Scholar Wit Attitude KU professor Iain Ellis new book schools us on subversive rock humorists
For Iain Ellis, Ph.D., the best show of 2008 was the Slits in Lawrence.
“It was one of those bands that I didn’t see back in the day, and they came to the Replay on, I think it was St. Patrick’s Day, so the bar was just hopping with drunks,” he remembers.
“It was just a really brilliant, different kind of experience, you know, ’cause how many shows are so macho, have that kinda male vibe? This had such an interesting, sisterly punk vibe … an aggressive, female, sisterly punk experience. And Ari Up, the lead singer of the Slits, was just total charisma.”
Considering Professor Ellis’ pedigree, it’s not surprising that the blue-eyed, baldheaded, 45-year-old Brit would have freaked out over a local appearance of the influential all-girl (initially, at least) U.K. punk band.
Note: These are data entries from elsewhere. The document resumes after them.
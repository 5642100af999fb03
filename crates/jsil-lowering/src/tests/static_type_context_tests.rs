use super::*;
use jsil_ir::{Annotations, MemberSpec, Program, ProgramBuilder, Sdk, Statement, install_sdk};

struct Fixture {
    program: Program,
    sdk: Sdk,
    member: MemberId,
    parameter: VariableId,
    local: VariableId,
    type_parameter: TypeParameterId,
}

fn fixture() -> Fixture {
    let mut builder = ProgramBuilder::new();
    let sdk = install_sdk(&mut builder);
    let library = builder.add_library("package:app", Annotations::default());
    let t = builder.type_parameter("T");
    let type_parameter = t.id;
    let class = builder.add_generic_class(library, "Box", Annotations::default(), vec![t]);

    let parameter = builder.variable("value", sdk.string_type());
    let parameter_id = parameter.id;
    let local = builder.variable("count", sdk.int_type());
    let local_id = local.id;
    let member = builder.add_class_member(
        class,
        MemberSpec::method("run")
            .parameters(vec![parameter])
            .body(Statement::block(vec![Statement::VariableDeclaration(local)])),
    );

    Fixture {
        program: builder.finish(),
        sdk,
        member,
        parameter: parameter_id,
        local: local_id,
        type_parameter,
    }
}

fn context_for(fixture: &Fixture) -> StaticTypeContext {
    let facts = Arc::new(ProgramFacts::collect(&fixture.program));
    let core = CoreTypes::resolve(&fixture.program).expect("core types in test");
    StaticTypeContext::new(facts, core)
}

fn member<'a>(fixture: &'a Fixture) -> &'a Member {
    fixture.program.member(fixture.member).expect("member in test")
}

#[test]
fn test_literal_types() {
    let fixture = fixture();
    let mut context = context_for(&fixture);
    let member = member(&fixture);
    context.enter_library(member.enclosing_library);
    context.enter_member(member);

    assert_eq!(context.static_type_of(&Expression::NullLiteral), Type::Null);
    assert_eq!(
        context.static_type_of(&Expression::string("x")),
        fixture.sdk.string_type()
    );
    assert_eq!(
        context.static_type_of(&Expression::IntLiteral(3)),
        fixture.sdk.int_type()
    );
    assert_eq!(
        context.static_type_of(&Expression::list(Type::Dynamic, Vec::new())),
        fixture.sdk.list_of(Type::Dynamic)
    );

    context.leave_member(member.id);
    context.leave_library(member.enclosing_library);
}

#[test]
fn test_variables_and_promotion() {
    let fixture = fixture();
    let mut context = context_for(&fixture);
    let member = member(&fixture);
    context.enter_library(member.enclosing_library);
    context.enter_member(member);

    assert_eq!(
        context.static_type_of(&Expression::get(fixture.parameter)),
        fixture.sdk.string_type()
    );
    assert_eq!(
        context.static_type_of(&Expression::get(fixture.local)),
        fixture.sdk.int_type()
    );
    let promoted = Expression::VariableGet {
        variable: fixture.local,
        promoted_type: Some(Type::Null),
    };
    assert_eq!(context.static_type_of(&promoted), Type::Null);
}

#[test]
fn test_this_type_uses_class_type_parameters() {
    let fixture = fixture();
    let mut context = context_for(&fixture);
    let member = member(&fixture);
    context.enter_library(member.enclosing_library);
    context.enter_member(member);

    let this_type = context.static_type_of(&Expression::This);
    assert_eq!(this_type.interface_class(), member.enclosing_class);
    assert!(context.is_in_scope(&Type::parameter(fixture.type_parameter)));
    assert!(!context.is_in_scope(&Type::parameter(TypeParameterId(9999))));
}

#[test]
fn test_generic_invocation_substitutes_type_arguments() {
    let fixture = fixture();
    let mut context = context_for(&fixture);
    let member = member(&fixture);
    let catalog = crate::catalog::InteropCatalog::resolve(&fixture.program)
        .expect("catalog in test");
    let get_property = catalog.target(crate::catalog::Primitive::GetProperty);
    context.enter_library(member.enclosing_library);
    context.enter_member(member);

    let typed = Expression::call_generic(
        get_property,
        vec![fixture.sdk.string_type()],
        vec![Expression::NullLiteral, Expression::string("name")],
    );
    assert_eq!(context.static_type_of(&typed), fixture.sdk.string_type());

    let untyped = Expression::call(
        get_property,
        vec![Expression::NullLiteral, Expression::string("name")],
    );
    assert_eq!(context.static_type_of(&untyped), Type::Dynamic);
}

#[test]
fn test_constant_types() {
    let fixture = fixture();
    let context = context_for(&fixture);

    assert_eq!(context.constant_type(&Constant::Null), Type::Null);
    assert_eq!(
        context.constant_type(&Constant::String("a".into())),
        fixture.sdk.string_type()
    );
    assert_eq!(
        context.constant_type(&Constant::List {
            type_argument: fixture.sdk.int_type(),
            entries: vec![Constant::Int(1)],
        }),
        fixture.sdk.list_of(fixture.sdk.int_type())
    );
}

#[test]
#[should_panic(expected = "outside a member scope")]
fn test_query_outside_member_scope_panics() {
    let fixture = fixture();
    let mut context = context_for(&fixture);
    context.enter_library(member(&fixture).enclosing_library);
    context.static_type_of(&Expression::NullLiteral);
}

#[test]
#[should_panic(expected = "leaving member")]
fn test_unbalanced_leave_panics() {
    let fixture = fixture();
    let mut context = context_for(&fixture);
    context.enter_library(member(&fixture).enclosing_library);
    context.leave_member(fixture.member);
}
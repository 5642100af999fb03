use super::*;
use crate::catalog::CoreTypes;
use crate::options::LoweringOptions;
use crate::program_facts::ProgramFacts;
use jsil_ir::{
    Annotations, IrPrinter, MemberId, MemberSpec, Program, ProgramBuilder, Sdk, install_sdk,
};
use std::sync::Arc;

/// Synthesize a body for `member` and render it.
fn synthesize(program: &Program, member: MemberId, optimize: bool) -> Option<(String, Option<bool>)> {
    let member = program.member(member).expect("member in test");
    let library = program
        .library(member.enclosing_library)
        .expect("library in test");
    let facts = Arc::new(ProgramFacts::collect(program));
    let catalog = InteropCatalog::resolve(program).expect("catalog in test");
    let core = CoreTypes::resolve(program).expect("core types in test");
    let options = LoweringOptions::default();
    let index = MemberIndex::build(library, &facts);
    let optimizer = UncheckedCallOptimizer::new(&catalog, &core);
    let synthesizer = BodySynthesizer::new(
        &catalog,
        &index,
        JsNameResolver::new(&facts, &index, &options),
        optimize.then_some(&optimizer),
    );

    let mut context = StaticTypeContext::new(Arc::clone(&facts), core);
    context.enter_library(library.id);
    context.enter_member(member);
    let result = synthesizer.synthesize(member, &context);
    context.leave_member(member.id);
    context.leave_library(library.id);

    let printer = IrPrinter::new(program);
    result.map(|synthesized| {
        (
            printer.statement_to_string(&synthesized.body),
            synthesized.optimized,
        )
    })
}

struct Dom {
    builder: ProgramBuilder,
    sdk: Sdk,
    extension: jsil_ir::ExtensionId,
}

fn dom(on_type_annotations: Annotations) -> Dom {
    let mut builder = ProgramBuilder::new();
    let sdk = install_sdk(&mut builder);
    let library = builder.add_library("package:dom", Annotations::default());
    let window = builder.add_class(library, "Window", on_type_annotations);
    let extension = builder.add_extension(library, "WindowExt", Type::interface(window));
    Dom {
        builder,
        sdk,
        extension,
    }
}

#[test]
fn test_instance_getter_reads_property_of_receiver() {
    let mut dom = dom(Annotations::js(""));
    let receiver = dom.builder.variable("w", Type::Dynamic);
    let getter = dom.builder.add_extension_member(
        dom.extension,
        MemberSpec::getter("title")
            .external()
            .parameters(vec![receiver])
            .returns(dom.sdk.string_type()),
    );
    let program = dom.builder.finish();

    let (body, optimized) = synthesize(&program, getter, true).expect("getter should lower");
    assert_eq!(body, "return getProperty<String>(w, \"title\");");
    assert_eq!(optimized, None);
}

#[test]
fn test_trust_types_on_type_selects_trust_type_variants() {
    let mut dom = dom(Annotations::js("").with_trust_types());
    let receiver = dom.builder.variable("w", Type::Dynamic);
    let getter = dom.builder.add_extension_member(
        dom.extension,
        MemberSpec::getter("title")
            .external()
            .parameters(vec![receiver])
            .returns(dom.sdk.string_type()),
    );
    let receiver = dom.builder.variable("w", Type::Dynamic);
    let method = dom.builder.add_extension_member(
        dom.extension,
        MemberSpec::method("focus")
            .external()
            .parameters(vec![receiver])
            .returns(Type::Void),
    );
    let program = dom.builder.finish();

    let (body, _) = synthesize(&program, getter, true).expect("getter should lower");
    assert!(body.contains("getPropertyTrustType<String>"), "{}", body);

    let (body, optimized) = synthesize(&program, method, true).expect("method should lower");
    assert_eq!(body, "return callMethodUncheckedTrustType0<void>(w, \"focus\");");
    assert_eq!(optimized, Some(true));
}

#[test]
fn test_instance_setter_uses_last_parameter_as_value() {
    let mut dom = dom(Annotations::js(""));
    let receiver = dom.builder.variable("w", Type::Dynamic);
    let value = dom.builder.variable("value", dom.sdk.string_type());
    let setter = dom.builder.add_extension_member(
        dom.extension,
        MemberSpec::setter("title")
            .external()
            .parameters(vec![receiver, value])
            .returns(Type::Void),
    );
    let program = dom.builder.finish();

    let (body, optimized) = synthesize(&program, setter, true).expect("setter should lower");
    assert_eq!(
        body,
        "return setPropertyUnchecked<String>(w, \"title\", value);"
    );
    assert_eq!(optimized, Some(true));

    let (body, optimized) = synthesize(&program, setter, false).expect("setter should lower");
    assert_eq!(body, "return setProperty<String>(w, \"title\", value);");
    assert_eq!(optimized, None);
}

#[test]
fn test_instance_method_drops_receiver_from_arguments() {
    let mut dom = dom(Annotations::js(""));
    let receiver = dom.builder.variable("w", Type::Dynamic);
    let url = dom.builder.variable("url", dom.sdk.string_type());
    let target = dom.builder.variable("target", dom.sdk.object_type());
    let method = dom.builder.add_extension_member(
        dom.extension,
        MemberSpec::method("open")
            .external()
            .parameters(vec![receiver, url, target])
            .returns(Type::Dynamic)
            .annotated(Annotations::js("openWindow")),
    );
    let program = dom.builder.finish();

    let (body, optimized) = synthesize(&program, method, true).expect("method should lower");
    // `Object` arguments keep the checked call.
    assert_eq!(
        body,
        "return callMethod<dynamic>(w, \"openWindow\", <dynamic>[url, target]);"
    );
    assert_eq!(optimized, Some(false));
}

#[test]
#[should_panic(expected = "has no receiver parameter")]
fn test_instance_member_without_receiver_is_fatal() {
    let mut dom = dom(Annotations::js(""));
    let getter = dom
        .builder
        .add_extension_member(dom.extension, MemberSpec::getter("title").external());
    let program = dom.builder.finish();

    synthesize(&program, getter, true);
}

#[test]
#[should_panic(expected = "has no value parameter")]
fn test_static_setter_without_value_is_fatal() {
    let mut builder = ProgramBuilder::new();
    install_sdk(&mut builder);
    let library = builder.add_library("package:ui", Annotations::js("ui"));
    let class = builder.add_class(
        library,
        "Widget",
        Annotations::js("").with_static_interop(),
    );
    let setter = builder.add_class_member(
        class,
        MemberSpec::setter("label").external().static_member(),
    );
    let program = builder.finish();

    synthesize(&program, setter, true);
}

#[test]
fn test_static_interop_factory_calls_constructor_off_global_path() {
    let mut builder = ProgramBuilder::new();
    let sdk = install_sdk(&mut builder);
    let library = builder.add_library("package:ui", Annotations::js("ui"));
    let class = builder.add_class(
        library,
        "Widget",
        Annotations::js("").with_static_interop(),
    );
    let label = builder.variable("label", sdk.string_type());
    let factory = builder.add_class_member(
        class,
        MemberSpec::factory("").external().parameters(vec![label]),
    );
    let program = builder.finish();

    let (body, optimized) = synthesize(&program, factory, true).expect("factory should lower");
    assert_eq!(
        body,
        "return callConstructorUnchecked1<Widget>(\
         getPropertyTrustType<dynamic>(getPropertyTrustType<dynamic>(globalThis, \"ui\"), \"Widget\"), \
         label);"
    );
    assert_eq!(optimized, Some(true));
}

#[test]
fn test_anonymous_factory_is_left_external() {
    let mut builder = ProgramBuilder::new();
    install_sdk(&mut builder);
    let library = builder.add_library("package:ui", Annotations::default());
    let class = builder.add_class(
        library,
        "Options",
        Annotations::js("")
            .with_static_interop()
            .with_anonymous(),
    );
    let factory = builder.add_class_member(class, MemberSpec::factory("").external());
    let program = builder.finish();

    assert_eq!(synthesize(&program, factory, true), None);
}

#[test]
fn test_top_level_getter_with_empty_prefix_reads_global() {
    let mut builder = ProgramBuilder::new();
    let sdk = install_sdk(&mut builder);
    let library = builder.add_library("package:app", Annotations::internal_js(""));
    let getter = builder.add_top_level(
        library,
        MemberSpec::getter("document")
            .external()
            .static_member()
            .returns(sdk.object_type()),
    );
    let program = builder.finish();

    let (body, _) = synthesize(&program, getter, true).expect("getter should lower");
    assert_eq!(body, "return getProperty<Object>(globalThis, \"document\");");
}

#[test]
fn test_static_member_of_trust_types_class_trusts_types() {
    let mut builder = ProgramBuilder::new();
    let sdk = install_sdk(&mut builder);
    let library = builder.add_library("package:app", Annotations::default());
    let class = builder.add_class(
        library,
        "Math",
        Annotations::js("")
            .with_static_interop()
            .with_trust_types(),
    );
    let value = builder.variable("x", sdk.int_type());
    let method = builder.add_class_member(
        class,
        MemberSpec::method("abs")
            .external()
            .static_member()
            .parameters(vec![value])
            .returns(sdk.int_type()),
    );
    let program = builder.finish();

    let (body, _) = synthesize(&program, method, true).expect("method should lower");
    assert_eq!(
        body,
        "return callMethodUncheckedTrustType1<int>(getPropertyTrustType<dynamic>(globalThis, \"Math\"), \"abs\", x);"
    );
}

#[test]
fn test_inline_constructor_and_getter() {
    let mut builder = ProgramBuilder::new();
    let sdk = install_sdk(&mut builder);
    let library = builder.add_library("package:app", Annotations::default());
    let inline_class =
        builder.add_inline_class(library, "Point", Annotations::js(""), Type::Dynamic);
    let x = builder.variable("x", sdk.int_type());
    let y = builder.variable("y", sdk.int_type());
    let constructor = builder.add_inline_member(
        inline_class,
        MemberSpec::constructor("").external().parameters(vec![x, y]),
    );
    let receiver = builder.variable("p", Type::inline(inline_class));
    let getter = builder.add_inline_member(
        inline_class,
        MemberSpec::getter("x")
            .external()
            .parameters(vec![receiver])
            .returns(sdk.int_type()),
    );
    let program = builder.finish();

    let (body, _) = synthesize(&program, constructor, true).expect("constructor should lower");
    assert_eq!(
        body,
        "return callConstructorUnchecked2<Point>(getPropertyTrustType<dynamic>(globalThis, \"Point\"), x, y);"
    );

    let (body, _) = synthesize(&program, getter, true).expect("getter should lower");
    assert_eq!(body, "return getProperty<int>(p, \"x\");");
}

#[test]
fn test_non_interop_members_are_not_lowered() {
    let mut builder = ProgramBuilder::new();
    install_sdk(&mut builder);
    let library = builder.add_library("package:app", Annotations::default());
    let class = builder.add_class(library, "Plain", Annotations::default());
    let external_instance = builder.add_class_member(class, MemberSpec::method("run").external());
    let concrete = builder.add_top_level(library, MemberSpec::method("main"));
    let program = builder.finish();

    assert_eq!(synthesize(&program, external_instance, true), None);
    assert_eq!(synthesize(&program, concrete, true), None);
}
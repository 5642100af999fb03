use super::*;
use jsil_ir::{Annotations, LibraryId, MemberSpec, Program, ProgramBuilder};

fn index_for(program: &Program, library: LibraryId) -> MemberIndex {
    let facts = ProgramFacts::collect(program);
    let library = program.library(library).expect("library in test");
    MemberIndex::build(library, &facts)
}

#[test]
fn test_extension_on_interop_class_is_indexed() {
    let mut builder = ProgramBuilder::new();
    let library = builder.add_library("package:app", Annotations::default());
    let class = builder.add_class(library, "Window", Annotations::js(""));
    let extension = builder.add_extension(library, "WindowExt", Type::interface(class));
    let getter = builder.add_extension_member(extension, MemberSpec::getter("title").external());
    let program = builder.finish();

    let index = index_for(&program, library);
    let member = program.member(getter).expect("getter in test");

    assert_eq!(index.extension_member_count(), 1);
    assert_eq!(
        index.descriptor_of(getter).map(|d| d.kind()),
        Some(DeclaredKind::Getter)
    );
    assert!(index.is_instance_interop_member(member));
    assert!(!index.trusts_types(getter));
    assert_eq!(index.container_of(getter), None);
}

#[test]
fn test_extension_on_plain_class_is_ignored() {
    let mut builder = ProgramBuilder::new();
    let library = builder.add_library("package:app", Annotations::default());
    let class = builder.add_class(library, "Plain", Annotations::default());
    let extension = builder.add_extension(library, "PlainExt", Type::interface(class));
    let method = builder.add_extension_member(extension, MemberSpec::method("go").external());
    let program = builder.finish();

    let index = index_for(&program, library);

    assert_eq!(index.descriptor_of(method), None);
    assert!(!index.is_instance_interop_member(program.member(method).expect("member in test")));
}

#[test]
fn test_native_and_trust_types_on_type() {
    let mut builder = ProgramBuilder::new();
    let library = builder.add_library("package:app", Annotations::default());
    let class = builder.add_class(
        library,
        "Element",
        Annotations::native().with_trust_types(),
    );
    let extension = builder.add_extension(library, "ElementExt", Type::interface(class));
    let method = builder.add_extension_member(extension, MemberSpec::method("click").external());
    let program = builder.finish();

    let index = index_for(&program, library);

    assert!(index.descriptor_of(method).is_some());
    assert!(index.trusts_types(method));
}

#[test]
fn test_extension_on_class_from_another_library() {
    let mut builder = ProgramBuilder::new();
    let dom = builder.add_library("package:dom", Annotations::default());
    let class = builder.add_class(dom, "Node", Annotations::internal_js(""));
    let app = builder.add_library("package:app", Annotations::default());
    let extension = builder.add_extension(app, "NodeExt", Type::interface(class));
    let setter = builder.add_extension_member(extension, MemberSpec::setter("text").external());
    let program = builder.finish();

    let index = index_for(&program, app);

    assert_eq!(
        index.descriptor_of(setter).map(|d| d.kind()),
        Some(DeclaredKind::Setter)
    );
}

#[test]
fn test_inline_members_record_container() {
    let mut builder = ProgramBuilder::new();
    let library = builder.add_library("package:app", Annotations::default());
    let inline_class =
        builder.add_inline_class(library, "Handle", Annotations::js(""), Type::Dynamic);
    let factory = builder.add_inline_member(inline_class, MemberSpec::factory("create").external());
    let getter = builder.add_inline_member(inline_class, MemberSpec::getter("id").external());
    let static_method = builder.add_inline_member(
        inline_class,
        MemberSpec::method("lookup").static_member().external(),
    );
    let program = builder.finish();

    let index = index_for(&program, library);
    let is_instance = |id| {
        index.is_instance_interop_member(program.member(id).expect("member in test"))
    };

    assert_eq!(index.inline_member_count(), 3);
    assert_eq!(index.container_of(factory), Some(inline_class));
    assert!(!is_instance(factory));
    assert!(is_instance(getter));
    assert!(!is_instance(static_method));
    assert!(matches!(
        index.descriptor_of(factory),
        Some(MemberDescriptor::Inline { container, .. }) if container == inline_class
    ));
}

#[test]
fn test_inline_class_without_interop_annotation_is_ignored() {
    let mut builder = ProgramBuilder::new();
    let library = builder.add_library("package:app", Annotations::default());
    let inline_class =
        builder.add_inline_class(library, "Meters", Annotations::default(), Type::Dynamic);
    let getter = builder.add_inline_member(inline_class, MemberSpec::getter("value"));
    let program = builder.finish();

    let index = index_for(&program, library);

    assert_eq!(index.inline_member_count(), 0);
    assert_eq!(index.container_of(getter), None);
}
In fact, Ellis has his doctorate in punk. The title of his dissertation, which he finished in 1993 at Ohio’s Bowling Green State University’s American Culture Studies Program, is “U/Dys/Topian Significations: The Dissemination of the Punk Aesthetic Across 1980s American Culture.”
If that title doesn’t make you want to rush to the nearest research library, Ellis has a new publication that should pique your interest, provided that you’re at least marginally curious about rock history.
Out this past December 1 via Soft Skull Press — a culturally savvy, little publishing house that has put out books of poetry, novels, and a book of Bill Hicks‘ routines and diaries — Ellis’ book, Rebels Wit Attitude: Subversive Rock Humorists, is an ass-kicking and comprehensive survey of rebellious humor in pop music, from the 1950s to now.
Little Richard, Screamin’ Jay Hawkins, Bob Dylan, the Velvet Underground (the author’s pick for the most influential rock band ever), the Modern Lovers, Alice Cooper, Ice-T, Madonna, Pavement and Beck are all included, along with many, many others.
Ellis teaches English courses and a class on youth rebellion at KU, but despite his roots in academia, Rebels is entirely accessible to the casual reader. In fact, it’s excellent material for the uninitiated — the book not only covers its subject from every angle but also is a great primer of the past 50 years of American music. For instance, if you, like me, have always meant to actually learn something about the lives and works of artists such as Chuck Berry or Jerry Lee Lewis or the Ramones, Ellis’ book is a fantastic place to start.
Fortunately, Rebels, unlike many books of rock criticism, is devoid of precious personal anecdotes — that is, the image of the author as a young man, secretly listening to vinyl records on headphones when he’s supposed to be in bed, or sneaking in to see the Clash at age 12 (because he was cooler then than you are now) and so on. He certainly could have done that, considering how he came of age in East London in the late ’70s and early ’80s, but there’s none of that self-congratulatory rubbish here. Like the earnest, exploratory columns that Ellis has been writing for the international music site PopMatters.com since 2004, this book is serious — more or less.
“I wanted to analyze,” Ellis says. “I wanted to analyze that which, to me, is the most important ingredient in rock rebellion, something that’s never been written about, and that’s humor.”
He writes about how Chuck Berry — a subverter in the tradition of Walt Whitman and Mark Twain, according to Ellis — sneaked themes of black empowerment into his songs right underneath white America’s nose, at the same time calling for youth dissent through the rebellious, primal power of rock and roll.
Tackling a subject 40 years after Berry’s heyday, Ellis writes of Nirvana: “Their lyrics plumb the dark basements of black humor and sarcasm; Kurt Cobain‘s disinterested vocal exudes dismissive mockery; the band’s performance style is one of grotesque provocative assault; their bare-bones punk-metal riffs parody artistic excellence; their shock-image album covers ridicule art and society’s concepts of beauty and challenge mainstream culture’s tolerance of the unacceptable; and their clothes, ripped and ragged, present mocking mirrors of a desperate and alienated youth to a middle-class adult mainstream that builds high fences to keep such undesirables beyond its purview.”
Prof knows his rock.
Unfortunately, to keep Rebels at a reasonable length and to endow it with a cohesive, American-oriented theme, Ellis had to keep discussion of his native country’s rock rebels — Morrissey, Johnny Rotten, Mike Skinner and the like — out of the picture. Look for a book on Britain’s musical subversive types soon.
And keep an eye out for a sprightly Englishman pogoing at local rock shows. Give him room in the circle pit. Dude’s got a doctorate in this noise.